• **Work order**
Throughout the entries below, report every line where "AutoState" is found.

Stored data section start

/// Automation for one parameter: its curve, mode, touch state, recorder and
/// pending undo snapshot.
///
/// Methods taking `&self` may be called from the control thread. The audio
/// thread is limited to [`should_play_back`](Self::should_play_back),
/// [`should_write`](Self::should_write), [`touching`](Self::touching),
/// [`rt_eval`](Self::rt_eval) and the lane's [`SampleWriter`].
pub struct AutomationList {
    id: ParameterId,
    desc: ParameterDescriptor,
    time_domain: Arc<dyn TimeDomainProvider>,
    config: RwLock<AutomationConfig>,
    rt: Arc<RtState>,
    dropped_reported: AtomicU64,
    curve: RwLock<ControlList>,
    recorder: Mutex<Recorder>,
    writer: Mutex<Option<SampleWriter>>,
    history: Mutex<HistorySlot>,
    undo_sink: RwLock<Option<Arc<dyn UndoSink>>>,
    freeze: Mutex<FreezeState>,
    mode_changed: Signal<AutoState>,
    state_changed: Signal<()>,
}
//! Write-pass recording.
//!
//! The audio thread pushes samples through a [`SampleWriter`] into a
//! pre-allocated ring. The control thread drains the ring into the open
//! [`WritePass`] and, when the pass finishes, thins the samples and hands
//! them to the lane as [`PassCommit`]s to merge into the curve.

use std::sync::atomic::Ordering;
use std::sync::Arc;

use ringbuf::{HeapConsumer, HeapProducer};

use crate::curve::ControlEvent;
use crate::list::RtState;
use crate::parameter::ParameterDescriptor;
use crate::time::{distance, Superclock};

/// Audio-thread handle for recording samples into a lane.
///
/// Never blocks and never allocates. There is one writer per lane; obtain it
/// with [`AutomationList::take_writer`](crate::AutomationList::take_writer).
pub struct SampleWriter {
    rt: Arc<RtState>,
    producer: HeapProducer<ControlEvent>,
    desc: ParameterDescriptor,
}

impl SampleWriter {
    pub(crate) fn new(
        rt: Arc<RtState>,
        producer: HeapProducer<ControlEvent>,
        desc: ParameterDescriptor,
    ) -> Self {
        Self { rt, producer, desc }
    }

    #[inline]
    pub fn should_write(&self) -> bool {
        self.rt.should_write()
    }

    #[inline]
    pub fn should_play_back(&self) -> bool {
        self.rt.should_play_back()
    }

    /// Queues `value` at `when` if the lane is currently recording.
    /// Returns whether the sample was queued.
    #[inline]
    pub fn write(&mut self, when: Superclock, value: f64) -> bool {
        if !value.is_finite() || !self.rt.should_write() {
            return false;
        }
        let event = ControlEvent::new(when, self.desc.clamp(value));
        if self.producer.push(event).is_err() {
            self.rt.dropped.fetch_add(1, Ordering::Relaxed);
            return false;
        }
        true
    }
}

/// Samples collected during one contiguous recording interval.
#[derive(Debug, Clone, PartialEq)]
pub struct WritePass {
    start: Superclock,
    samples: Vec<ControlEvent>,
}

impl WritePass {
    pub fn new(start: Superclock) -> Self {
        Self {
            start,
            samples: Vec::new(),
        }
    }

    pub fn start(&self) -> Superclock {
        self.start
    }

    pub fn samples(&self) -> &[ControlEvent] {
        &self.samples
    }

    pub fn is_empty(&self) -> bool {
        self.samples.is_empty()
    }

    /// Appends a sample, handing it back if it lies before the previous one.
    pub fn push(&mut self, event: ControlEvent) -> Result<(), ControlEvent> {
        if let Some(last) = self.samples.last() {
            if event.when < last.when {
                return Err(event);
            }
        }
        self.samples.push(event);
        Ok(())
    }

    pub fn into_commit(self, end: Superclock, thinning_factor: f64) -> PassCommit {
        let start = self
            .samples
            .first()
            .map_or(self.start, |first| first.when.min(self.start));
        let end = self
            .samples
            .last()
            .map_or(end, |last| last.when.max(end))
            .max(start);

        let mut events: Vec<ControlEvent> = Vec::with_capacity(self.samples.len());
        for sample in self.samples {
            match events.last_mut() {
                Some(last) if last.when == sample.when => *last = sample,
                _ => events.push(sample),
            }
        }

        PassCommit {
            start,
            end,
            events: thin(&events, thinning_factor),
        }
    }
}

/// A finished pass ready to be merged over `[start, end]`.
#[derive(Debug, Clone, PartialEq)]
pub struct PassCommit {
    pub start: Superclock,
    pub end: Superclock,
    pub events: Vec<ControlEvent>,
}

/// Drops interior samples that lie within `tolerance` of the straight line
/// between the previously kept sample and the following one. The first and
/// last samples are always kept; a tolerance of zero keeps everything.
pub fn thin(events: &[ControlEvent], tolerance: f64) -> Vec<ControlEvent> {
    if tolerance <= 0.0 || events.len() < 3 {
        return events.to_vec();
    }

    let mut kept = Vec::with_capacity(events.len());
    let mut prev = events[0];
    kept.push(prev);
    for window in events[1..].windows(2) {
        let (current, next) = (window[0], window[1]);
        let span = distance(prev.when, next.when);
        let expected = if span <= 0.0 {
            prev.value
        } else {
            let t = distance(prev.when, current.when) / span;
            prev.value + (next.value - prev.value) * t
        };
        if (current.value - expected).abs() >= tolerance {
            kept.push(current);
            prev = current;
        }
    }
    kept.extend(events.last().copied());
    kept
}

/// Control-thread side of the sample queue plus the open pass.
pub(crate) struct Recorder {
    consumer: HeapConsumer<ControlEvent>,
    pass: Option<WritePass>,
    closed: Vec<WritePass>,
}

impl Recorder {
    pub fn new(consumer: HeapConsumer<ControlEvent>) -> Self {
        Self {
            consumer,
            pass: None,
            closed: Vec::new(),
        }
    }

    pub fn is_open(&self) -> bool {
        self.pass.is_some()
    }

    /// Latest position reached by the unfinished passes, if there are any.
    pub fn open_end(&self) -> Option<Superclock> {
        let pass = self.pass.as_ref().or_else(|| self.closed.last())?;
        Some(pass.samples.last().map_or(pass.start, |event| event.when))
    }

    pub fn open(&mut self, start: Superclock) {
        self.pass = Some(WritePass::new(start));
    }

    /// Moves queued samples into the open pass. A time regression closes the
    /// pass and opens a new one at the regressed sample. Returns the number
    /// of samples discarded because no pass was open.
    pub fn drain(&mut self) -> usize {
        let mut discarded = 0;
        while let Some(event) = self.consumer.pop() {
            let Some(pass) = self.pass.as_mut() else {
                discarded += 1;
                continue;
            };
            if let Err(event) = pass.push(event) {
                tracing::debug!(at = event.when, "transport moved backwards; splitting write pass");
                let mut reopened = WritePass::new(event.when);
                reopened.samples.push(event);
                if let Some(previous) = self.pass.replace(reopened) {
                    self.closed.push(previous);
                }
            }
        }
        discarded
    }

    /// Closes the open pass (if any) at `end` and returns every pass closed
    /// since the last call, oldest first.
    pub fn finish(&mut self, end: Superclock, thinning_factor: f64) -> Vec<PassCommit> {
        let mut commits = Vec::with_capacity(self.closed.len() + 1);
        for pass in self.closed.drain(..) {
            let last = pass.samples.last().map_or(pass.start, |event| event.when);
            commits.push(pass.into_commit(last, thinning_factor));
        }
        if let Some(pass) = self.pass.take() {
            commits.push(pass.into_commit(end, thinning_factor));
        }
        commits
    }
}
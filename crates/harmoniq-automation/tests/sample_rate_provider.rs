use harmoniq_automation::{
    current_sample_rate, samples_to_superclock, set_sample_rate_provider, superclock_to_samples,
    TimeError,
};

fn running_rate() -> u32 {
    96_000
}

fn other_rate() -> u32 {
    44_100
}

// Kept in its own test binary: the provider is process-wide and set once.
#[test]
fn provider_is_installed_once() {
    assert_eq!(current_sample_rate(), 0);
    set_sample_rate_provider(running_rate).unwrap();
    assert_eq!(current_sample_rate(), 96_000);

    assert_eq!(
        set_sample_rate_provider(other_rate),
        Err(TimeError::ProviderAlreadySet)
    );
    assert_eq!(current_sample_rate(), 96_000);

    let rate = i64::from(current_sample_rate());
    let ticks = samples_to_superclock(480, rate);
    assert_eq!(superclock_to_samples(ticks, rate), 480);
}
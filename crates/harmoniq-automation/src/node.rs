//! Serialized form of an automation lane.
//!
//! The same node type is used for project persistence and for undo
//! snapshots; history snapshots leave `state` empty so undo restores the
//! curve without touching the lane's mode.

use serde::{Deserialize, Serialize};

use crate::curve::{ControlEvent, ControlList, InterpolationStyle};
use crate::error::StateError;
use crate::mode::AutoState;
use crate::parameter::{ParameterDescriptor, ParameterId};
use crate::time::Superclock;

/// Version 1 predates the `interpolation` field.
pub const CURRENT_STATE_VERSION: u32 = 2;

fn legacy_version() -> u32 {
    1
}

#[derive(Debug, Clone, PartialEq, Serialize, Deserialize)]
pub struct AutomationNode {
    #[serde(default = "legacy_version")]
    pub version: u32,
    pub id: ParameterId,
    #[serde(default, skip_serializing_if = "Option::is_none")]
    pub state: Option<String>,
    #[serde(default, skip_serializing_if = "Option::is_none")]
    pub interpolation: Option<InterpolationStyle>,
    pub events: Vec<(Superclock, f64)>,
}

/// Lane contents recovered from a node.
#[derive(Debug, Clone, PartialEq)]
pub struct DecodedNode {
    pub state: Option<AutoState>,
    pub curve: ControlList,
}

impl AutomationNode {
    pub fn from_curve(id: ParameterId, state: Option<AutoState>, curve: &ControlList) -> Self {
        Self {
            version: CURRENT_STATE_VERSION,
            id,
            state: state.map(|state| state.name().to_owned()),
            interpolation: Some(curve.interpolation()),
            events: curve
                .events()
                .iter()
                .map(|event| (event.when, event.value))
                .collect(),
        }
    }

    pub fn to_json(&self) -> Result<String, StateError> {
        Ok(serde_json::to_string_pretty(self)?)
    }

    pub fn from_json(text: &str) -> Result<Self, StateError> {
        Ok(serde_json::from_str(text)?)
    }

    /// Whether two nodes describe the same curve, ignoring mode and version.
    pub fn same_curve(&self, other: &AutomationNode) -> bool {
        self.interpolation == other.interpolation && self.events == other.events
    }

    pub fn decode(&self, desc: &ParameterDescriptor) -> Result<DecodedNode, StateError> {
        if self.version > CURRENT_STATE_VERSION {
            tracing::warn!(
                version = self.version,
                parameter = %self.id,
                "reading automation written by a newer version"
            );
        }

        let state = self
            .state
            .as_deref()
            .map(str::parse::<AutoState>)
            .transpose()?;

        let interpolation = match self.interpolation {
            Some(style) => style,
            None if self.version < 2 => desc.default_interpolation(),
            None => return Err(StateError::MissingField("interpolation")),
        };

        let mut events = Vec::with_capacity(self.events.len());
        for (index, &(when, value)) in self.events.iter().enumerate() {
            if !value.is_finite() {
                return Err(StateError::InvalidEvent {
                    index,
                    reason: "value is not finite",
                });
            }
            events.push(ControlEvent::new(when, desc.clamp(value)));
        }

        Ok(DecodedNode {
            state,
            curve: ControlList::from_events(interpolation, events),
        })
    }
}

Stored data section end

• **Output of the task**
    mode_changed: Signal<AutoState>,
use crate::mode::AutoState;
    pub state: Option<AutoState>,
    pub fn from_curve(id: ParameterId, state: Option<AutoState>, curve: &ControlList) -> Self {
            .map(str::parse::<AutoState>)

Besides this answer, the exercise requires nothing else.